許多芽孢桿菌可通過分泌蛋白質類抗菌物質抑制黃曲霉生長和黃曲霉素的合成，本研究中，菌株 Y-17-3 抑制黃曲霉生長的化合物屬于蛋白類物質，70%硫酸銨飽和度所得沉淀對黃曲霉的拮抗作用最強，但該物質熱穩定性較差，50℃孵育10 min就失去對黃曲霉的抑制作用，與姚彥坡等[23]的研究結果類似。在枯草芽孢桿菌AU195發酵液的硫酸銨分級沉淀中，20%硫酸銨飽和度所得沉淀活性最強，40%和60%硫酸銨飽和度所得沉淀的抑菌活性相對較弱，而80%硫酸銨飽和度所得沉淀和上清液無抑菌活性[26]。本研究發現，隨著Y-17-3抗菌物質濃度的增加，對黃曲霉生長的抑制程度增強，與解淀粉芽孢桿菌F1的抑菌效果一致[3]。Osouli等[27]研究了枯草芽孢桿菌M419無細胞上清液對黃曲霉的抑制作用，該菌株分泌的脂肽類次級代謝產物對黃曲霉的抑制率為57%。Kong等[28]從東海分離一株海洋巨大芽孢桿菌，該菌株的去細胞上清液可抑制30.6%的黃曲霉生長。Afsharmanesh等[29]發現枯草芽孢桿菌UTB1可抑制黃曲霉孢子的萌發，抑制率為39.45%。而本試驗中菌株Y-17-3抗菌物質的抑菌形式具有多樣性，既能夠通過抑制黃曲霉孢子的萌發，又能通過降低菌絲抱團生長能力達到抑制黃曲霉的生長，對孢子萌發抑制率達到70.2%。

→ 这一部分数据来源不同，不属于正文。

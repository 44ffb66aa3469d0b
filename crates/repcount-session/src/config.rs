//! Session configuration.

use repcount_classifier::DETECTION_LANDMARKS;
use repcount_core::{BodyLandmark, Error, Result};
use repcount_exercise::PolicyThresholds;
use serde::{Deserialize, Serialize};

/// Everything a session needs that is not per-frame input
#[derive(Debug, Clone, PartialEq, Serialize, Deserialize)]
#[serde(default)]
pub struct SessionConfig {
    /// Frames per classification window
    pub window_size: usize,

    /// Landmarks whose (x, y) pairs form the classifier features, in model order
    pub feature_landmarks: Vec<BodyLandmark>,

    /// Per-exercise phase thresholds
    pub thresholds: PolicyThresholds,
}

impl Default for SessionConfig {
    fn default() -> Self {
        Self {
            window_size: 10,
            feature_landmarks: DETECTION_LANDMARKS.to_vec(),
            thresholds: PolicyThresholds::default(),
        }
    }
}

impl SessionConfig {
    /// Load configuration from file, with `REPCOUNT__*` environment overrides
    pub fn from_file(path: &str) -> Result<Self> {
        let settings = config::Config::builder()
            .add_source(config::File::with_name(path))
            .add_source(config::Environment::with_prefix("REPCOUNT").separator("__"))
            .build()?;

        let loaded: Self = settings.try_deserialize()?;
        loaded.validate()?;
        Ok(loaded)
    }

    /// Load from environment variables
    pub fn from_env() -> Result<Self> {
        let settings = config::Config::builder()
            .add_source(config::Environment::with_prefix("REPCOUNT").separator("__"))
            .build()?;

        let loaded: Self = settings.try_deserialize()?;
        loaded.validate()?;
        Ok(loaded)
    }

    pub fn validate(&self) -> Result<()> {
        if self.window_size == 0 {
            return Err(Error::Config("window_size must be at least 1".to_string()));
        }
        if self.feature_landmarks.is_empty() {
            return Err(Error::Config(
                "feature_landmarks must name at least one landmark".to_string(),
            ));
        }
        Ok(())
    }
}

研究表明，能夠抑制黃曲霉孢子萌發和菌絲生長的菌株同時具有黃曲霉毒素降解能力[18,23]。以黃曲霉毒素的結構類似物香豆素為唯一碳源，李超波等[30]從金毛羚牛糞便中篩選到施氏假單胞菌(Pseudomonasstutzeri)F4菌株，AFB1去除能力達到90.03%。關心等[31]篩選到F6菌株，鑒定為蔬菜芽胞桿菌(Bacillusoleronius)，對AFB1的降解率為83%。Xia等[32]分離到一株枯草芽孢桿菌(Bacillussubtilis)JSW-1，對黃曲霉的抑制率為58.3%，30℃條件下發酵72 h對黃曲霉毒素的降解率為67.2%。Farzaneh等[18]從伊朗開心果中分離到一株黃曲霉R5的拮抗菌枯草芽孢桿菌UTB1，能夠將開心果中的黃曲霉毒素B1減少95%。本研究以香豆素為唯一碳源培養時，發現菌株 Y-17-3 的降解效果最好，說明該菌株有較強的黃曲霉素降解能力，培養6 d后黃曲霉毒素降解率達到90%，表明空氣芽孢桿菌Y-17-3可作為生物防治黃曲霉及黃曲霉毒素污染的候選菌株。

4 結論

本研究采用稀釋涂布法篩選到一株能強烈抑制黃曲霉生長且具有良好黃曲霉毒素降解能力的菌株 Y-17-3，經鑒定為空氣芽孢桿菌(Bacillusaerius)，為黃曲霉拮抗菌提供新的種質資源，說明可從自然界繼續挖掘新的生防菌株。該菌株的70%飽和硫酸銨的蛋白粗提物活性最強，可顯著抑制黃曲霉孢子萌發和菌絲抱團生長，但對溫度、pH值及蛋白酶敏感，因此在實際生產應用時應控制好外界條件。該菌株對AFB1的降解率可達90%，降解效果顯著，為黃曲霉的生物防治及在農業上的應用提供了理論依據和技術支撐，其抑菌機理和解毒機制有待進一步深入研究。